The coronavirus pandemic has fundamentally changed how people are watching films. With movie theaters shuttered since mid-March, consumers are turning to streaming and on-demand services.
For the most part, movie studios have opted to postpone theatrical releases until cinemas reopen, but a few films have decided to skip the big screen and head straight to people's homes. And it seems to be paying off.
Universal's "Trolls World Tour" became available as a digital rental on April 10 for $19.99. Three weeks later, it had racked up nearly $100 million in rentals, a person familiar with the data said. While this figure is smaller than the $153.7 million that the first "Trolls" film collected at the domestic box office, the revenue that Universal has secured has been about the same for the two films, this person said.
The statistics were first reported by The Wall Street Journal on Tuesday. Universal declined to comment further when contacted by CNBC.
Theaters typically take about 50% of box office sales, depending on the deal that was struck with the studio. Sometimes the theater will take a little less. So, "Trolls" only deposited around $77 million into Universal's pocket by the end of its run in North America.
For comparison, Universal retained about 80% of the digital rental or purchase fee for "Trolls World Tour."

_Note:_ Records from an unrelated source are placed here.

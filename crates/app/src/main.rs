use std::{io, path::PathBuf};

use clap::{Parser, Subcommand, ValueEnum};
use shape_timeline_core::{
    AppConfig, Color, JsonLinesRenderer, RenderedFrame, Renderer, Scene, ScenePlayer, Shape,
    ShapeFrame, Timeline, TracingRenderer,
};
use tracing_subscriber::EnvFilter;

fn main() -> shape_timeline_core::Result<()> {
    init_tracing();

    let cli = Cli::parse();

    match cli.command {
        Commands::Play {
            config,
            output,
            poll_ms,
        } => run_play(config.as_ref(), output, poll_ms),
        Commands::Snapshot { at } => run_snapshot(at),
    }
}

fn run_play(config: Option<&PathBuf>, output: OutputFormat, poll_ms: Option<u64>) -> shape_timeline_core::Result<()> {
    let mut config = match config {
        Some(path) => AppConfig::load(path)?,
        None => AppConfig::default(),
    };
    if let Some(poll_ms) = poll_ms {
        config.player.poll_interval_ms = poll_ms;
    }
    tracing::info!(?output, poll_ms = config.player.poll_interval_ms, "playing demo scene");

    let scene = demo_scene();
    let player = ScenePlayer::new(config.player);
    let mut renderer: Box<dyn Renderer> = match output {
        OutputFormat::Log => Box::new(TracingRenderer),
        OutputFormat::Json => Box::new(JsonLinesRenderer::new(io::stdout().lock())),
    };

    let summary = player.play_scene(&scene, renderer.as_mut())?;
    tracing::info!(
        frames = summary.frames,
        renders = summary.renders,
        elapsed = summary.elapsed,
        "playback complete"
    );
    Ok(())
}

fn run_snapshot(at: f64) -> shape_timeline_core::Result<()> {
    let scene = demo_scene();
    let mut frames: Vec<RenderedFrame> = Vec::new();
    for shape in scene.shapes() {
        if let Some((geometry, color)) = shape.resolve_at(at)? {
            frames.push(
                ShapeFrame {
                    shape_id: &shape.id,
                    time: at,
                    geometry: &geometry,
                    color,
                }
                .to_rendered(),
            );
        }
    }
    tracing::debug!(at, active = frames.len(), "snapshot resolved");

    serde_json::to_writer_pretty(io::stdout().lock(), &frames)?;
    println!();
    Ok(())
}

/// Square and triangle with overlapping, differently offset timelines.
fn demo_scene() -> Scene {
    let square = Shape::new(
        "square",
        vec![(250.0, 200.0), (350.0, 200.0), (350.0, 300.0), (250.0, 300.0)],
    )
    .with_color(Color::gray(0x44))
    .with_timeline(
        Timeline::starting_at(0.0)
            .rotate(60.0, 1.0)
            .translate(200.0, 0.0, 1.0)
            .scale(1.3, 1.0)
            .recolor_to(200, 0.8)
            .translate(0.0, 120.0, 1.0)
            .recolor_to(40, 0.8),
    );

    let triangle = Shape::new("triangle", vec![(500.0, 250.0), (550.0, 350.0), (450.0, 350.0)])
        .with_color(Color::gray(0x88))
        .with_timeline(
            Timeline::starting_at(0.5)
                .recolor_to(220, 1.0)
                .translate(-80.0, 40.0, 1.0)
                .scale(0.9, 1.0),
        );

    Scene::new(vec![square, triangle])
}

fn init_tracing() {
    let _ = tracing_subscriber::fmt()
        .with_env_filter(
            EnvFilter::try_from_default_env().unwrap_or_else(|_| EnvFilter::new("info")),
        )
        .with_writer(io::stderr)
        .try_init();
}

#[derive(Parser, Debug)]
#[command(author, version, about = "Timeline-driven shape animation", long_about = None)]
struct Cli {
    #[command(subcommand)]
    command: Commands,
}

#[derive(Subcommand, Debug)]
enum Commands {
    /// Play the demo scene in real time.
    Play {
        /// Optional JSON configuration file.
        #[arg(short, long)]
        config: Option<PathBuf>,
        /// Where rendered frames go.
        #[arg(short, long, value_enum, default_value_t = OutputFormat::Log)]
        output: OutputFormat,
        /// Overrides the configured poll interval.
        #[arg(long)]
        poll_ms: Option<u64>,
    },
    /// Print every active shape of the demo scene at one instant.
    Snapshot {
        /// Scene time in seconds.
        #[arg(long)]
        at: f64,
    },
}

#[derive(Debug, Clone, Copy, ValueEnum)]
enum OutputFormat {
    /// Frames as tracing events on stderr.
    Log,
    /// One JSON object per frame on stdout.
    Json,
}
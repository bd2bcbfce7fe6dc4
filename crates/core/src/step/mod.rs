use serde::{Deserialize, Serialize};

use crate::{Color, Geometry, Point, Result};

/// Linear interpolation between `a` and `b`.
pub fn lerp(a: f64, b: f64, t: f64) -> f64 {
    a + (b - a) * t
}

/// A stateless transformation rule. Steps carry no duration; the owning
/// [`crate::Timeline`] decides how far into a step the current instant is.
#[derive(Debug, Clone, Copy, PartialEq, Serialize, Deserialize)]
#[serde(tag = "kind", rename_all = "snake_case")]
pub enum Step {
    /// Moves every vertex by `(dx, dy)`.
    Translate { dx: f64, dy: f64 },
    /// Rotates around the centroid of the incoming geometry.
    Rotate { degrees: f64 },
    /// Scales radially from the centroid of the incoming geometry.
    Scale { factor: f64 },
    /// Fades toward a gray level.
    Recolor { brightness: u8 },
}

impl Step {
    /// Short label used in log output.
    pub fn kind(&self) -> &'static str {
        match self {
            Self::Translate { .. } => "translate",
            Self::Rotate { .. } => "rotate",
            Self::Scale { .. } => "scale",
            Self::Recolor { .. } => "recolor",
        }
    }

    /// Applies the step at `progress` (clamped to `[0, 1]`) and returns a new
    /// geometry/color pair. The inputs are never modified.
    pub fn apply(&self, geometry: &Geometry, color: Color, progress: f64) -> Result<(Geometry, Color)> {
        let t = progress.clamp(0.0, 1.0);

        match *self {
            Self::Translate { dx, dy } => {
                let (ox, oy) = (dx * t, dy * t);
                Ok((geometry.map(|p| Point::new(p.x + ox, p.y + oy)), color))
            }
            Self::Rotate { degrees } => {
                let pivot = geometry.centroid()?;
                let (sin, cos) = (degrees * t).to_radians().sin_cos();
                let rotated = geometry.map(|p| {
                    let (rx, ry) = (p.x - pivot.x, p.y - pivot.y);
                    Point::new(pivot.x + rx * cos - ry * sin, pivot.y + rx * sin + ry * cos)
                });
                Ok((rotated, color))
            }
            Self::Scale { factor } => {
                let pivot = geometry.centroid()?;
                let s = lerp(1.0, factor, t);
                let scaled = geometry.map(|p| {
                    Point::new(pivot.x + (p.x - pivot.x) * s, pivot.y + (p.y - pivot.y) * s)
                });
                Ok((scaled, color))
            }
            Self::Recolor { brightness } => {
                let current = f64::from(color.brightness());
                let level = lerp(current, f64::from(brightness), t).round().clamp(0.0, 255.0) as u8;
                Ok((geometry.clone(), Color::gray(level)))
            }
        }
    }
}
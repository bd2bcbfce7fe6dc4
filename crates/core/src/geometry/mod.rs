use serde::{Deserialize, Serialize};

use crate::{AnimationError, Result};

/// A single polygon vertex.
#[derive(Debug, Clone, Copy, PartialEq, Default, Serialize, Deserialize)]
pub struct Point {
    pub x: f64,
    pub y: f64,
}

impl Point {
    pub const fn new(x: f64, y: f64) -> Self {
        Self { x, y }
    }
}

impl From<(f64, f64)> for Point {
    fn from((x, y): (f64, f64)) -> Self {
        Self { x, y }
    }
}

/// Ordered polygon vertices. The order defines the boundary and is kept by
/// every transformation.
#[derive(Debug, Clone, PartialEq, Default, Serialize, Deserialize)]
#[serde(transparent)]
pub struct Geometry(Vec<Point>);

impl Geometry {
    pub fn new(points: Vec<Point>) -> Self {
        Self(points)
    }

    pub fn points(&self) -> &[Point] {
        &self.0
    }

    pub fn len(&self) -> usize {
        self.0.len()
    }

    pub fn is_empty(&self) -> bool {
        self.0.is_empty()
    }

    /// Arithmetic mean of the vertices.
    pub fn centroid(&self) -> Result<Point> {
        if self.0.is_empty() {
            return Err(AnimationError::EmptyGeometry);
        }

        let count = self.0.len() as f64;
        let (sum_x, sum_y) = self
            .0
            .iter()
            .fold((0.0, 0.0), |(sx, sy), p| (sx + p.x, sy + p.y));
        Ok(Point::new(sum_x / count, sum_y / count))
    }

    /// Builds a new geometry by transforming every vertex in order.
    pub fn map(&self, f: impl FnMut(&Point) -> Point) -> Self {
        Self(self.0.iter().map(f).collect())
    }
}

impl From<Vec<Point>> for Geometry {
    fn from(points: Vec<Point>) -> Self {
        Self(points)
    }
}

impl From<Vec<(f64, f64)>> for Geometry {
    fn from(points: Vec<(f64, f64)>) -> Self {
        points.into_iter().collect()
    }
}

impl<P: Into<Point>> FromIterator<P> for Geometry {
    fn from_iter<I: IntoIterator<Item = P>>(iter: I) -> Self {
        Self(iter.into_iter().map(Into::into).collect())
    }
}
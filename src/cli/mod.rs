//! # CLI 模块
//!
//! 使用 `clap` 定义命令行参数。docmend 是平铺式命令：若干选项
//! 加零或多个输入文档，没有子命令。
//!
//! 参数叠加在配置链之上，优先级最高；`--config` 文件本身在
//! `batch/mod.rs` 中按出现顺序先行加载。
//!
//! ## 依赖关系
//! - 被 `main.rs` 解析
//! - `apply` 写入 `config/mod.rs` 的 `Options`

use std::path::PathBuf;

use clap::Parser;

use crate::config::{Newline, Options};

/// Docmend - 批量文档整理与重写工具
#[derive(Parser, Debug)]
#[command(name = "docmend")]
#[command(author = "Changjiang Wu")]
#[command(version)]
#[command(about = "Tidy and rewrite documents in batch", long_about = None)]
pub struct Cli {
    /// Input documents; reads standard input when none are given ("-" also means stdin)
    #[arg(value_name = "FILE")]
    pub inputs: Vec<String>,

    /// Load an extra config file; may repeat, applied left to right
    #[arg(long = "config", value_name = "FILE")]
    pub config: Vec<PathBuf>,

    /// Write the rewritten document back over each input file
    #[arg(short, long)]
    pub modify: bool,

    /// Write output to FILE instead of standard output
    #[arg(short, long, value_name = "FILE")]
    pub output: Option<String>,

    /// Write errors and the summary to FILE instead of standard error
    #[arg(short = 'f', long = "error-file", value_name = "FILE")]
    pub error_file: Option<String>,

    /// Emit output even when content errors were found
    #[arg(long = "force-output")]
    pub force_output: bool,

    /// Report errors and warnings only, emit no document output
    #[arg(short = 'e', long = "errors-only")]
    pub errors_only: bool,

    /// Suppress the end-of-run summary
    #[arg(short, long)]
    pub quiet: bool,

    /// Wrap emitted text at this column (0 disables wrapping)
    #[arg(long, value_name = "COLUMN")]
    pub wrap: Option<u32>,

    /// Newline style for emitted documents
    #[arg(long, value_enum, value_name = "STYLE")]
    pub newline: Option<Newline>,
}

impl Cli {
    /// 将命令行参数叠加到配置上
    pub fn apply(&self, options: &mut Options) {
        if self.modify {
            options.modify = true;
        }
        if let Some(path) = &self.output {
            options.output_file = Some(path.clone());
        }
        if self.force_output {
            options.force_output = true;
        }
        if self.errors_only {
            options.emit_output = false;
        }
        if self.quiet {
            options.quiet = true;
        }
        if let Some(wrap) = self.wrap {
            options.wrap = wrap;
        }
        if let Some(newline) = self.newline {
            options.newline = newline;
        }
        if let Some(path) = &self.error_file {
            options.error_file = Some(path.clone());
            options.refresh_error_destination();
        }
    }
}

That means that "Trolls World Tour" was actually more lucrative for Universal than "Trolls" was, at least in the U.S.
Additionally, "The Invisible Man," "The Hunt," "Emma" and "Never Rarely Sometimes Always," movies that were in theaters when social distancing restrictions caused cinemas to temporarily shutter, have generated around $60 million in rental fees, $48 million of which has gone straight to Universal, the person said.
"The results for 'Trolls World Tour' have exceeded our expectations and demonstrated the viability of PVOD," Jeff Shell, head of the film studio's parent division, NBCUniversal, told the Journal.
This could be the reason Universal decided to release Judd Apatow's "The King of Staten Island," starring Pete Davidson of "Saturday Night Live," on demand June 12 instead of releasing it in theaters.
It is unclear how Universal's decision to release more movies on demand will affect their relationship with theaters.
Theater owners had been understanding when movies that had already been in theaters went to the home video market early, because of the extenuating circumstances of the outbreak. However, that sentiment has not crossed over to studios taking films that had theatrical releases scheduled and placing those on demand without a run in theaters.
The National Association of Theatre Owners did not immediately respond to CNBC's request for comment.
Of course, Universal isn't the only studio to cancel theatrical releases for films and set digital releases.
Warner Bros.' "Scoob" will go to video on demand on May 15 for a $19.99 rental fee or $24.99 to own. The AT&T-owned company also purchased the rights to Sony's "An American Pickle," a Seth Rogan movie that will now go to HBO Max.
Disney, too, has opted to bring "Artemis Fowl" straight to Disney+ instead of waiting for theaters.
To be sure, studios aren't ditching theaters completely. The movies that have gone to video on demand, or plan to, are low- to mid-tier-budget films that weren't forecast for a massive box office.
"We haven't seen a movie go to streaming that was expected to be a blockbuster," said Shawn Robbins, chief analyst at BoxOffice.com.
Universal's "F9," the next installment in the "Fast and Furious" franchise, moved to 2021 so that it could have a global theatrical release. "Furious 7," which was released in 2015, hauled in more than $1.5 billion globally, and "Fate of the Furious," released in 2017, had $1.24 billion in ticket sales.
Similarly, Disney has pushed "Black Widow" and "Mulan" to new dates on the theatrical calendar to capitalize on ticket sales.
Disclosure: NBCUniversal is the parent company of Universal Studios and CNBC.